J Clin Invest. 2005 Apr;115(4):1039-48. doi: 10.1172/JCI23004.
Hyperoxic acute lung injury (HALI) is characterized by a cell death response with features of apoptosis and necrosis that is inhibited by IL-11 and other interventions. We hypothesized that Bfl-1/A1, an antiapoptotic Bcl-2 protein, is a critical regulator of HALI and a mediator of IL-11-induced cytoprotection. To test this, we characterized the expression of A1 and the oxygen susceptibility of WT and IL-11 Tg(+) mice with normal and null A1 loci. In WT mice, 100% O(2) caused TUNEL(+) cell death, induction and activation of intrinsic and mitochondrial-death pathways, and alveolar protein leak. Bcl-2 and Bcl-xl were also induced as an apparent protective response. A1 was induced in hyperoxia, and in A1-null mice, the toxic effects of hyperoxia were exaggerated, Bcl-2 and Bcl-xl were not induced, and premature death was seen. In contrast, IL-11 stimulated A1, diminished the toxic effects of hyperoxia, stimulated Bcl-2 and Bcl-xl, and enhanced murine survival in 100% O(2). In A1-null mice, IL-11-induced protection, survival advantage, and Bcl-2 and Bcl-xl induction were significantly decreased. VEGF also conferred protection via an A1-dependent mechanism. In vitro hyperoxia also stimulated A1, and A1 overexpression inhibited oxidant-induced epithelial cell apoptosis and necrosis. A1 is an important regulator of oxidant-induced lung injury, apoptosis, necrosis, and Bcl-2 and Bcl-xl gene expression and a critical mediator of IL-11- and VEGF-induced cytoprotection.
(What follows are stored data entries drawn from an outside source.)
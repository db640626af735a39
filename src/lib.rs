//! Agent Echo: AI persona social feed demo.
//!
//! Users define short natural-language personas; each becomes a simulated
//! social-media agent backed by a hosted language model. A recurring
//! scheduler generates one post per agent per cycle and merges the results
//! into a descending-timestamp feed.
//!
//! # Architecture
//!
//! - **Generation**: persona/post creation via an OpenAI-compatible
//!   completions API (`reqwest`)
//! - **Feed**: in-memory agent registry and post store, driven by the
//!   overlap-guarded [`feed::FeedScheduler`]
//! - **Auth**: stubbed phone-number login fabricating a session token and a
//!   placeholder wallet keypair
//! - **Storage**: flat-file JSON user records
//! - **Server**: small axum API surface over all of the above

pub mod app_dirs;
pub mod auth;
pub mod config;
pub mod error;
pub mod feed;
pub mod generation;
pub mod server;
pub mod storage;

pub use config::EchoConfig;
pub use error::{EchoError, Result};
pub use feed::{AgentCreator, AgentRegistry, FeedScheduler, FeedStore};
pub use generation::{GenerationClient, OpenAiCompatClient};
pub use server::{ApiServer, AppState};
高氧性急性肺损伤(HALI)的特征是具有凋亡和坏死特征的细胞死亡反应,IL-11和其他干预措施可抑制这种反应。我们假设抗凋亡Bcl-2蛋白Bfl-1/A1是HALI的关键调节因子,也是IL-11诱导的细胞保护作用的介质。为了验证这一点,我们对具有正常和缺失A1基因座的野生型和IL-11转基因(Tg(+))小鼠的A1表达及氧敏感性进行了表征。在野生型小鼠中,100%氧气导致TUNEL(+)细胞死亡、内源性和线粒体死亡途径的诱导和激活以及肺泡蛋白渗漏。Bcl-2和Bcl-xl也作为一种明显的保护反应被诱导。A1在高氧环境中被诱导,而在A1基因缺失的小鼠中,高氧的毒性作用被放大,Bcl-2和Bcl-xl未被诱导,且出现过早死亡。相比之下,IL-11刺激A1,减轻高氧的毒性作用,刺激Bcl-2和Bcl-xl,并提高小鼠在100%氧气环境中的存活率。在A1基因缺失的小鼠中,IL-11诱导的保护作用、生存优势以及Bcl-2和Bcl-xl的诱导均显著降低。血管内皮生长因子(VEGF)也通过A1依赖性机制发挥保护作用。体外高氧环境也刺激A1,A1过表达抑制氧化剂诱导的上皮细胞凋亡和坏死。A1是氧化剂诱导的肺损伤、凋亡、坏死以及Bcl-2和Bcl-xl基因表达的重要调节因子,也是IL-11和VEGF诱导的细胞保护作用的关键介质。